I dismiss the appeal on the broad ground (although narrower grounds may be found) that a Marxist Communist cannot be a loyal Canadian citizen; at best his loyalty must be divided between Canada and the Communist leadership outside Canada which is engaged ideologically through him (whether he knows it or not) and others of like indoctrination in promoting disruptively in Canada and other countries what Lenin called “the class struggle of the proletariat” for the world revolution.

I would dismiss the appeal.

ROBERTSON J.A.: —— In my opinion the Benchers of the Law Society of British Columbia reached the right conclusion [[1949] 1 D.L.R. 105], and I have little to add to what has been said by them.  Martin had been a Communist since 1943 and since that date a member of the Labour Progressive Party which is a Communist organization formed in 1942 after the Communist Party of Canada had been declared illegal and outlawed, amongst others, two well-known Communists, Buck and McEwan, the same crowd that immediately prior to 1942 ran the Communist Party of Canada.  Buck and McEwen were convicted in 1931 of being members of an unlawful association, of acting as officers of an unlawful association, and being parties to a seditious conspiracy:  see R. v. Buck, [1932] 3 D.L.R. 97, 57 Can. C.C. 290.  Martin admitted that the Labour Progressive Party was a successor of the “old Communist Party”, but he said he would not say there was “an unbroken thread of development”.  The old Communist Party was clearly a party of violence.  See reasons for judgment of Mulock C.J.O. in R. v. Buck.  He was a candidate for the Labour Progressive Party at the

Martin v. Law Society of B.C. (Robertson J.A.) 191

provincial election held “two or three years ago”.  He was asked “so the L.P.P. in Canada occupies the same position as the Communist Party does in the U.S.?” to which he replied “1 would say generally, yes”.

It is fair then to see what the position of the Communist Party in the United States has been in recent years.  The Committee on Un-American Activities, U.S. House of Representatives, Washington, D.C., “prepared and released” in 1948 some pamphlets, two of which are called (1) “Communism and Government”, and (2) “Communism and Education”.  These are to be found in the Provincial Library at Victoria, B.C.

At No. 43 of the first-mentioned pamphlet it is stated:

“The Communists have always made it basic in their thoughts that VIOLENCE is inevitable in their struggle for the world.  And in all their captures, from Russia in 1917 down to China in 1948, they have USED violence as their weapon.”

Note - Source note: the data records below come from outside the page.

//! # Rendering
//!
//! Turns a handled page into HTML. Every section gets the rows the handler
//! fetched, unmodified; the only per-page logic here is layout.

pub mod html;

use html::{escape, form, layout, section, table, Field};

use crate::flash::Flash;
use crate::pages::consumers::{self, ConsumersView};
use crate::pages::search::{self, SearchView};
use crate::pages::vendors::{self, VendorsView};
use crate::pages::warehouse::{self, WarehouseView};
use crate::pages::Page;

/// Render a page with the flashes due for this response
pub fn render_page(page: &Page, flashes: &[Flash]) -> String {
    match page {
        Page::Home => layout("AdventureWorks Dashboard", flashes, &home()),
        Page::Vendors(view) => layout("Vendors", flashes, &vendors_body(view)),
        Page::Warehouse(view) => layout("Warehouse", flashes, &warehouse_body(view)),
        Page::Search(view) => layout("Product Search", flashes, &search_body(view)),
        Page::Consumers(view) => layout("Consumers", flashes, &consumers_body(view)),
    }
}

fn home() -> String {
    format!(
        "<p>Reports over vendors, inventory and sales.</p><ul>\
<li><a href=\"{}\">Vendors</a>: purchasing performance and lead times</li>\
<li><a href=\"{}\">Warehouse</a>: inventory value, stock, price updates</li>\
<li><a href=\"{}\">Consumers</a>: top customers, shipping and delivery times</li>\
<li><a href=\"{}\">Search</a>: find products by name</li></ul>",
        vendors::PATH,
        warehouse::PATH,
        consumers::PATH,
        search::PATH
    )
}

fn vendors_body(view: &VendorsView) -> String {
    let mut body = form(
        vendors::PATH,
        vendors::LEAD_TIME_FORM,
        "Average Vendor Lead Time",
        &[Field {
            name: "vendor_id",
            label: "Vendor ID",
            input_type: "text",
        }],
        "Get Lead Time",
    );
    body.push_str(&section("Vendor Performance", &view.vendor_data));
    body.push_str(&section("Product Purchase History (Top 100)", &view.purchase_history_data));
    body
}

fn warehouse_body(view: &WarehouseView) -> String {
    let mut body = form(
        warehouse::PATH,
        warehouse::UPDATE_PRICE_FORM,
        "Update List Price",
        &[
            Field {
                name: "product_id",
                label: "Product ID",
                input_type: "text",
            },
            Field {
                name: "new_price",
                label: "New Price",
                input_type: "text",
            },
        ],
        "Update Price",
    );
    body.push_str(&form(
        warehouse::PATH,
        warehouse::GET_STOCK_FORM,
        "Product Stock",
        &[Field {
            name: "product_id_stock",
            label: "Product ID",
            input_type: "text",
        }],
        "Get Stock",
    ));
    body.push_str(&section("Price Audit Log (Latest 5)", &view.audit_log_data));
    body.push_str(&section("Top 20 Products by Inventory Value", &view.inventory_value_data));
    body.push_str(&section("Main Warehouse Stock", &view.main_warehouse_stock));
    body.push_str(&section("Products Never Sold", &view.unsold_products_data));
    body.push_str(&section("Live Inventory Locations", &view.locations_data));
    body
}

fn search_body(view: &SearchView) -> String {
    let mut body = format!(
        "<form method=\"get\" action=\"{}\"><input type=\"text\" name=\"search_term\" value=\"{}\">\
<button type=\"submit\">Search</button></form>",
        search::PATH,
        escape(&view.search_term)
    );
    if !view.search_term.is_empty() {
        body.push_str(&format!(
            "<h2>Results for &quot;{}&quot;</h2>{}",
            escape(&view.search_term),
            table(&view.results)
        ));
    }
    body
}

fn consumers_body(view: &ConsumersView) -> String {
    let mut body = form(
        consumers::PATH,
        consumers::DELIVERY_FORM,
        "Average Product Delivery Time",
        &[Field {
            name: "product_id_delivery",
            label: "Product ID",
            input_type: "text",
        }],
        "Get Delivery Time",
    );

    let avg = view
        .avg_shipping_data
        .as_ref()
        .and_then(|row| row.get("AvgLeadTime"))
        .filter(|value| !value.is_null())
        .map(|value| format!("{} days", html::cell(value)))
        .unwrap_or_else(|| "N/A".to_string());
    body.push_str(&format!(
        "<section><h2>Average Shipping Lead Time</h2><p class=\"metric\">{}</p></section>",
        avg
    ));
    body.push_str(&section("Top 10 Customers by Spending", &view.top_customers_data));
    body.push_str(&section("Sales History (Top 100)", &view.sales_history_data));
    body
}

#[cfg(test)]
mod tests {
    use super::*;
    use crate::db::{ReportRow, ReportValue};
    use crate::pages::Section;
    use crate::translate::OptionalObject;

    #[test]
    fn test_home_has_navigation() {
        let html = render_page(&Page::Home, &[]);
        assert!(html.contains("href=\"/warehouse\""));
        assert!(html.contains("href=\"/search\""));
    }

    #[test]
    fn test_warehouse_marks_absent_view() {
        let view = WarehouseView {
            locations_data: Section::Absent(OptionalObject::ProductLocationsView),
            ..Default::default()
        };
        let html = render_page(&Page::Warehouse(view), &[]);
        assert!(html.contains("vw_ProductLocations"));
        assert!(html.contains("name=\"form_name\" value=\"update_price_form\""));
        assert!(html.contains("name=\"form_name\" value=\"get_stock_form\""));
    }

    #[test]
    fn test_consumers_average_lead_time() {
        let view = ConsumersView {
            avg_shipping_data: Some(
                ReportRow::new().with("AvgLeadTime", ReportValue::Text("7.0000".into())),
            ),
            ..Default::default()
        };
        let html = render_page(&Page::Consumers(view), &[]);
        assert!(html.contains("7.0000 days"));

        let html = render_page(&Page::Consumers(ConsumersView::default()), &[]);
        assert!(html.contains("N/A"));
    }

    #[test]
    fn test_search_echoes_escaped_term() {
        let view = SearchView {
            search_term: "<bike>".into(),
            results: vec![],
        };
        let html = render_page(&Page::Search(view), &[]);
        assert!(html.contains("value=\"&lt;bike&gt;\""));
        assert!(!html.contains("<bike>"));
    }
}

And at No. 70 the question put by the Committee with its answer, is as follows:

“Well, what’s the REAL Communist program for capturing our government?

“It starts with spying and infiltration of the sort now going on.  Then confusion and chaos caused by sudden paralysis of our communications, transportation, money system and law enforcement.

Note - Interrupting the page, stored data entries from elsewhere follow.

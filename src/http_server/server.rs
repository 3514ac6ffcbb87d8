//! # HTTP Server
//!
//! Combines the dashboard and health routers behind request tracing. A
//! panicking handler is answered with a generic 500 page.

use std::any::Any;
use std::net::SocketAddr;
use std::sync::Arc;

use axum::{
    extract::Request,
    http::StatusCode,
    response::{Html, IntoResponse, Response},
    Router,
};
use tokio::net::TcpListener;
use tower_http::catch_panic::CatchPanicLayer;
use tower_http::trace::TraceLayer;
use tracing::{error, info, info_span};
use uuid::Uuid;

use super::config::HttpServerConfig;
use super::routes::{dashboard_routes, health_routes, AppState};
use crate::db::Connector;

/// HTTP server for the dashboard
pub struct HttpServer {
    config: HttpServerConfig,
    router: Router,
}

impl HttpServer {
    /// Create a server with the default listen address
    pub fn new(connector: Arc<dyn Connector>, secret_key: &str) -> Self {
        Self::with_config(HttpServerConfig::default(), connector, secret_key)
    }

    /// Create a server with a custom listen address
    pub fn with_config(config: HttpServerConfig, connector: Arc<dyn Connector>, secret_key: &str) -> Self {
        let router = build_router(AppState::new(connector, secret_key));
        Self { config, router }
    }

    /// Get the socket address
    pub fn socket_addr(&self) -> String {
        self.config.socket_addr()
    }

    /// Get the router (for testing)
    pub fn router(self) -> Router {
        self.router
    }

    /// Bind and serve until the process is stopped
    pub async fn start(self) -> Result<(), std::io::Error> {
        let addr: SocketAddr = self.config.socket_addr().parse().map_err(|e| {
            std::io::Error::new(
                std::io::ErrorKind::InvalidInput,
                format!("invalid listen address '{}': {}", self.config.socket_addr(), e),
            )
        })?;

        let listener = TcpListener::bind(addr).await?;
        info!(%addr, "dashboard listening");
        axum::serve(listener, self.router).await?;

        Ok(())
    }
}

/// Full application router: dashboard pages plus `/health`
pub fn build_router(state: AppState) -> Router {
    Router::new()
        .merge(health_routes())
        .merge(dashboard_routes(state))
        .layer(CatchPanicLayer::custom(internal_error))
        .layer(TraceLayer::new_for_http().make_span_with(|request: &Request| {
            info_span!(
                "request",
                id = %Uuid::new_v4(),
                method = %request.method(),
                path = %request.uri().path(),
            )
        }))
}

const INTERNAL_ERROR_PAGE: &str = "<!doctype html><html><head><meta charset=\"utf-8\">\
<title>Internal Server Error</title></head><body><h1>Internal Server Error</h1>\
<p>Something went wrong while handling your request.</p><p><a href=\"/\">Back to the dashboard</a></p>\
</body></html>";

fn internal_error(panic: Box<dyn Any + Send + 'static>) -> Response {
    let detail = panic
        .downcast_ref::<String>()
        .map(String::as_str)
        .or_else(|| panic.downcast_ref::<&str>().copied())
        .unwrap_or("unknown panic");
    error!(panic = %detail, "request handler panicked");
    (StatusCode::INTERNAL_SERVER_ERROR, Html(INTERNAL_ERROR_PAGE)).into_response()
}

#[cfg(test)]
mod tests {
    use super::*;
    use crate::db::fake::FakeConnector;

    #[test]
    fn test_server_creation() {
        let server = HttpServer::new(FakeConnector::new().connector(), "secret");
        assert_eq!(server.socket_addr(), "127.0.0.1:5000");
    }

    #[test]
    fn test_server_with_custom_port() {
        let config = HttpServerConfig::with_port(8080);
        let server = HttpServer::with_config(config, FakeConnector::new().connector(), "secret");
        assert_eq!(server.socket_addr(), "127.0.0.1:8080");
    }

    #[test]
    fn test_router_builds() {
        let server = HttpServer::new(FakeConnector::new().connector(), "secret");
        let _router = server.router();
    }

    #[test]
    fn test_panic_becomes_error_page() {
        let response = internal_error(Box::new("boom"));
        assert_eq!(response.status(), StatusCode::INTERNAL_SERVER_ERROR);
    }
}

“Finally, direct seizure of power.

“Communists have spent the last fifteen years hiding their key men in our Army, Navy, diplomatic corps, treasury, and other control points of Government.”

In the second pamphlet above mentioned, No. 1 Communism is defined as “A conspiracy to conquer and rule the world by any means, legal or illegal, in peace or in war”.

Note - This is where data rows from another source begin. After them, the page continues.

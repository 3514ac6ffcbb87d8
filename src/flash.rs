//! # Flash Messages
//!
//! One-shot notifications carried across a POST → redirect → GET cycle in a
//! signed cookie. A queue is read from the request, grows while the handler
//! runs, and is either written back (redirect) or drained into the rendered
//! page (render), after which the cookie is cleared.
//!
//! Cookie value: `base64url(json(messages)) "." base64url(hmac_sha256(payload))`.

use axum::http::header::COOKIE;
use axum::http::{HeaderMap, HeaderValue};
use base64::{engine::general_purpose::URL_SAFE_NO_PAD, Engine as _};
use hmac::{Hmac, Mac};
use serde::{Deserialize, Serialize};
use sha2::Sha256;
use tracing::warn;

/// Cookie carrying pending flash messages
pub const FLASH_COOKIE: &str = "dashboard_flash";

/// Flash severity
#[derive(Debug, Clone, Copy, PartialEq, Eq, Serialize, Deserialize)]
#[serde(rename_all = "lowercase")]
pub enum FlashLevel {
    Success,
    Warning,
    Error,
}

impl FlashLevel {
    /// CSS class used by the page layout
    pub fn as_str(&self) -> &'static str {
        match self {
            FlashLevel::Success => "success",
            FlashLevel::Warning => "warning",
            FlashLevel::Error => "error",
        }
    }
}

/// A single flash message
#[derive(Debug, Clone, PartialEq, Eq, Serialize, Deserialize)]
pub struct Flash {
    pub level: FlashLevel,
    pub text: String,
}

impl Flash {
    pub fn new(level: FlashLevel, text: impl Into<String>) -> Self {
        Self {
            level,
            text: text.into(),
        }
    }

    pub fn success(text: impl Into<String>) -> Self {
        Self::new(FlashLevel::Success, text)
    }

    pub fn warning(text: impl Into<String>) -> Self {
        Self::new(FlashLevel::Warning, text)
    }

    pub fn error(text: impl Into<String>) -> Self {
        Self::new(FlashLevel::Error, text)
    }
}

/// Messages pending for the next render
#[derive(Debug, Clone, Default, PartialEq, Eq)]
pub struct FlashQueue {
    messages: Vec<Flash>,
    from_cookie: bool,
}

impl FlashQueue {
    pub fn new() -> Self {
        Self::default()
    }

    pub fn push(&mut self, flash: Flash) {
        self.messages.push(flash);
    }

    pub fn success(&mut self, text: impl Into<String>) {
        self.push(Flash::success(text));
    }

    pub fn warning(&mut self, text: impl Into<String>) {
        self.push(Flash::warning(text));
    }

    pub fn error(&mut self, text: impl Into<String>) {
        self.push(Flash::error(text));
    }

    pub fn messages(&self) -> &[Flash] {
        &self.messages
    }

    pub fn is_empty(&self) -> bool {
        self.messages.is_empty()
    }

    /// True if the request carried a flash cookie that must be cleared
    pub fn came_from_cookie(&self) -> bool {
        self.from_cookie
    }

    /// Drain every message for rendering
    pub fn take(&mut self) -> Vec<Flash> {
        std::mem::take(&mut self.messages)
    }
}

type HmacSha256 = Hmac<Sha256>;

/// Signs and verifies the flash cookie
#[derive(Clone)]
pub struct FlashCodec {
    key: Vec<u8>,
}

impl FlashCodec {
    pub fn new(secret: &str) -> Self {
        Self {
            key: secret.as_bytes().to_vec(),
        }
    }

    fn mac(&self) -> Option<HmacSha256> {
        HmacSha256::new_from_slice(&self.key).ok()
    }

    /// Serialize and sign a set of messages
    pub fn encode(&self, messages: &[Flash]) -> Option<String> {
        let json = serde_json::to_vec(messages).ok()?;
        let payload = URL_SAFE_NO_PAD.encode(json);
        let mut mac = self.mac()?;
        mac.update(payload.as_bytes());
        let signature = URL_SAFE_NO_PAD.encode(mac.finalize().into_bytes());
        Some(format!("{}.{}", payload, signature))
    }

    /// Verify and decode a cookie value; `None` if tampered or malformed
    pub fn decode(&self, value: &str) -> Option<Vec<Flash>> {
        let (payload, signature) = value.split_once('.')?;
        let signature = URL_SAFE_NO_PAD.decode(signature).ok()?;
        let mut mac = self.mac()?;
        mac.update(payload.as_bytes());
        mac.verify_slice(&signature).ok()?;
        let json = URL_SAFE_NO_PAD.decode(payload).ok()?;
        serde_json::from_slice(&json).ok()
    }

    /// Queue seeded from the request's flash cookie
    pub fn read(&self, headers: &HeaderMap) -> FlashQueue {
        let Some(raw) = find_cookie(headers, FLASH_COOKIE) else {
            return FlashQueue::new();
        };
        let messages = self.decode(&raw).unwrap_or_else(|| {
            warn!("discarding flash cookie with bad signature");
            Vec::new()
        });
        FlashQueue {
            messages,
            from_cookie: true,
        }
    }

    /// `Set-Cookie` value carrying the queue to the next request
    pub fn store_cookie(&self, queue: &FlashQueue) -> Option<HeaderValue> {
        if queue.is_empty() {
            return if queue.came_from_cookie() {
                Some(clear_cookie())
            } else {
                None
            };
        }
        let value = self.encode(queue.messages())?;
        HeaderValue::from_str(&format!(
            "{}={}; Path=/; HttpOnly; SameSite=Lax",
            FLASH_COOKIE, value
        ))
        .ok()
    }
}

/// `Set-Cookie` value expiring the flash cookie
pub fn clear_cookie() -> HeaderValue {
    HeaderValue::from_static("dashboard_flash=; Path=/; HttpOnly; SameSite=Lax; Max-Age=0")
}

fn find_cookie(headers: &HeaderMap, name: &str) -> Option<String> {
    headers
        .get_all(COOKIE)
        .iter()
        .filter_map(|v| v.to_str().ok())
        .flat_map(|v| v.split(';'))
        .filter_map(|pair| pair.trim().split_once('='))
        .find(|(key, _)| *key == name)
        .map(|(_, value)| value.to_string())
}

It is stated in “American Communism” by Oneal and Werner, published in 1947 (a book in the Provincial Library at Victoria, B.C.), at p. 315:  “The Communist Party in each nation is a political party.  It is an agency of the Russian dictatorship pledged to carry out the aims and policies of Moscow in the expectation that eventually a Communist dictatorship will be established in each nation and the `world revolution’ become a reality.  The Communist in France, in China, in the United States and in all other countries does not regard the nation in which he lives as his.  Russia is his `fatherland’ and Communist literature in all countries refers to Russia as the ‘fatherland’, or the `worker’s fatherland,’ or the `socialist fatherland’.  It is not a matter of Russia first and his own nation

192 Dominion Law Reports. [ [1950] 3 D.L.R.

second; it is Russia only.  There is no second choice unless the servitude he plans is extended to the nation where he lives and even then Russia is the mother country with the responsibility of guiding or punishing its new offspring.  Need it surprise one, therefore, that the children dutifully respond to the commands of the parent no matter how ridiculous such a response may be?”

At p. 340:  “J. Edgar Hoover stirred the delegates to the national convention in San Francisco in October by stating that Communism had made its deepest inroad into our national life in the previous five years.  It is probable that the Canadian investigation of Soviet spies had revealed the network extending into private organizations and institutions as well as the government itself.  Hoover expressed confidence in the Legion’s ability to expose Communism which is `built and supported by dishonor, deceit and tyranny and a deliberate policy of falsehood’.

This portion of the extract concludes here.